Exhibit 1.01
TERMS AGREEMENT
August 19, 2002
Citigroup Inc.
000 Xxxx Xxxxxx
Xxx Xxxx, Xxx Xxxx 00000
Attention: Assistant Treasurer
Ladies and Gentlemen:
We understand that Citigroup Inc., a Delaware corporation (the "Company"),
proposes to issue and sell $1,000,000,000 aggregate principal amount of its debt
securities (the "Securities"). Subject to the terms and conditions set forth
herein or incorporated by reference herein, we, as underwriters (the
"Underwriters"), offer to purchase, severally and not jointly, the principal
amount of the Securities set forth opposite our respective names on the list
attached as Annex A hereto at 98.859% of the principal amount thereof, plus
accrued interest, if any, from the date of issuance. The Closing Date shall be
August 26, 2002, at 8:30 A.M. at the Corporate Law offices of the Company
located at 000 Xxxx Xxxxxx, Xxx Xxxx, Xxx Xxxx 00000. The Securities shall have
the following terms:
Title: ............................................. 5.625% Subordinated Notes due 2012
Maturity: .......................................... August 27, 2012
Interest Rate: ..................................... 5.625% per annum
Interest Payment Dates: ............................ February 27 and August 27, commencing February 27, 2003
Initial Price to Public: ........................... 99.284% of the principal amount thereof, plus
accrued interest, if any, from the date of issuance
Redemption Provisions: ............................. The Securities are not redeemable by the Company prior to
maturity, except upon the occurrence of certain events
involving United States taxation, as set forth in the
Prospectus Supplement, dated August 19, 2002, to the
Prospectus, dated March 30, 2001.
Record Date: ....................................... The February 15 or August 15 preceding each Interest Payment
Date
Additional Terms:
The Securities shall be issuable as Registered Securities only. The
Securities will be initially represented by one or more global Securities
registered in the name of The Depository Trust Company ("DTC"), the Euroclear
System and Clearstream Banking, societe anonyme, or their respective nominees,
as described in the Prospectus Supplement relating to the Securities. Beneficial
interests in the Securities will be shown on, and transfers thereof will be
effected only through, records maintained by such entities and their respective
participants. Owners of beneficial interests in the Securities will be entitled
to physical delivery of Securities in certificated form only under the limited
circumstances described in the Prospectus Supplement. Principal and interest on
the Securities shall be payable in United States dollars. All provisions of
Article Eleven of the Indenture relating to defeasance shall apply to the
Securities.
All the provisions contained in the document entitled "Primerica
Corporation-Debt Securities -- Underwriting Agreement -- Basic Provisions" and
dated January 12, 1993 (the "Basic Provisions"), a copy of which you have
previously received, are, except as indicated below, herein incorporated by
reference in their entirety and shall be deemed to be a part of this Terms
Agreement to the same extent as if the Basic Provisions had been set forth in
full herein. Terms defined in the Basic Provisions are used herein as therein
defined.
Basic Provisions varied with respect to this Terms Agreement:
(a) all references to Primerica Corporation and Travelers Group Inc.

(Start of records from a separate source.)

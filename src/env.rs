use crate::filesystem::{FileSystem, HostFileSystem};
use std::env as stdenv;
use std::path::{Component, Path, PathBuf};

/// Per-session state threaded through every command.
///
/// The environment contains:
/// - `current_dir`: the working directory relative paths are resolved against.
///   Only `cd` changes it; the process working directory is never touched.
/// - the [`FileSystem`] the commands operate on.
#[derive(Debug)]
pub struct Environment {
    /// The current working directory, always absolute.
    pub current_dir: PathBuf,
    fs: Box<dyn FileSystem>,
}

impl Environment {
    /// Start a session in the process working directory on the host filesystem.
    pub fn new() -> Self {
        let current_dir = stdenv::current_dir().unwrap_or_else(|_| PathBuf::from("/"));
        Self::in_dir(current_dir)
    }

    /// Start a session in `dir` on the host filesystem.
    ///
    /// A relative `dir` is taken relative to the process working directory.
    pub fn in_dir(dir: impl Into<PathBuf>) -> Self {
        Self::with_file_system(dir, Box::new(HostFileSystem))
    }

    /// Start a session in `dir` on a custom filesystem.
    pub fn with_file_system(dir: impl Into<PathBuf>, fs: Box<dyn FileSystem>) -> Self {
        let dir = dir.into();
        let dir = if dir.is_absolute() {
            dir
        } else {
            stdenv::current_dir()
                .map(|cwd| cwd.join(&dir))
                .unwrap_or(dir)
        };
        Self {
            current_dir: normalize(&dir),
            fs,
        }
    }

    pub fn fs(&self) -> &dyn FileSystem {
        self.fs.as_ref()
    }

    /// Resolve a command argument against the working directory.
    ///
    /// Absolute arguments are used as-is. The result is lexically normalized
    /// (`.` dropped, `..` folded) but symlinks are not followed.
    pub fn resolve(&self, arg: &str) -> PathBuf {
        normalize(&self.current_dir.join(arg))
    }
}

impl Default for Environment {
    fn default() -> Self {
        Self::new()
    }
}

/// Fold `.` and `..` components without touching the filesystem.
///
/// `..` at the root stays at the root.
pub(crate) fn normalize(path: &Path) -> PathBuf {
    let mut out = PathBuf::new();
    for component in path.components() {
        match component {
            Component::CurDir => {}
            Component::ParentDir => match out.components().next_back() {
                Some(Component::Normal(_)) => {
                    out.pop();
                }
                Some(Component::RootDir | Component::Prefix(_)) => {}
                _ => out.push(Component::ParentDir),
            },
            other => out.push(other),
        }
    }
    if out.as_os_str().is_empty() {
        out.push(Component::CurDir);
    }
    out
}
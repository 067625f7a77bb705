//! Automatic test pattern generation for gate-level netlists: stuck-at
//! and transition-delay ATPG over a structural `Netlist`, built on a
//! bit-parallel fault simulator (`Fsim`) and a SAT-based test generator
//! (`Dtpg`).
//!
//! This crate is a direct descendant of a logic-synthesis tool built
//! around And-Inverter-Graphs; the AIG/optimization/tech-mapping layers
//! below are kept as reference while the ATPG-specific modules above
//! them are brought up to completeness, and are trimmed once no longer
//! needed.

pub mod config;
pub mod dtpg;
pub mod error;
pub mod fsim;
pub mod io;
pub mod netlist;
pub mod rtpg;
pub mod sat;
pub mod untest;
pub mod value;
pub mod verify;

pub use config::Config;
pub use dtpg::{Dtpg, Verdict};
pub use error::{AtpgError, Result};
pub use fsim::Fsim;
pub use netlist::{Netlist, ParsedGate};
pub use rtpg::Rtpg;
pub use untest::{UntestOp, UopBase, UopDummy, UopSkip};
pub use value::{PackedValue, Value3};
pub use verify::Verifier;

shall refer to Citigroup Inc.;
(b) in the thirteenth line of the first paragraph, delete "March 15,
1987, between Primerica Corporation, a New Jersey corporation formerly
known as American Can Company ("old Primerica"), and The Bank of New York,
as trustee (such trustee or such other trustee as may be named for the
Securities, being hereinafter referred to as the "Trustee"), as amended by
the First Supplemental Indenture dated as of December 15, 1988, among old
Primerica, Primerica Holdings, Inc., a Delaware corporation ("Holdings")
and the Trustee, the Second Supplemental Indenture dated as of January 31,
1991 between Holdings and the Trustee, and the Third Supplemental Indenture
dated as of December 9, 1992 among the "Company, Holdings and the Trustee"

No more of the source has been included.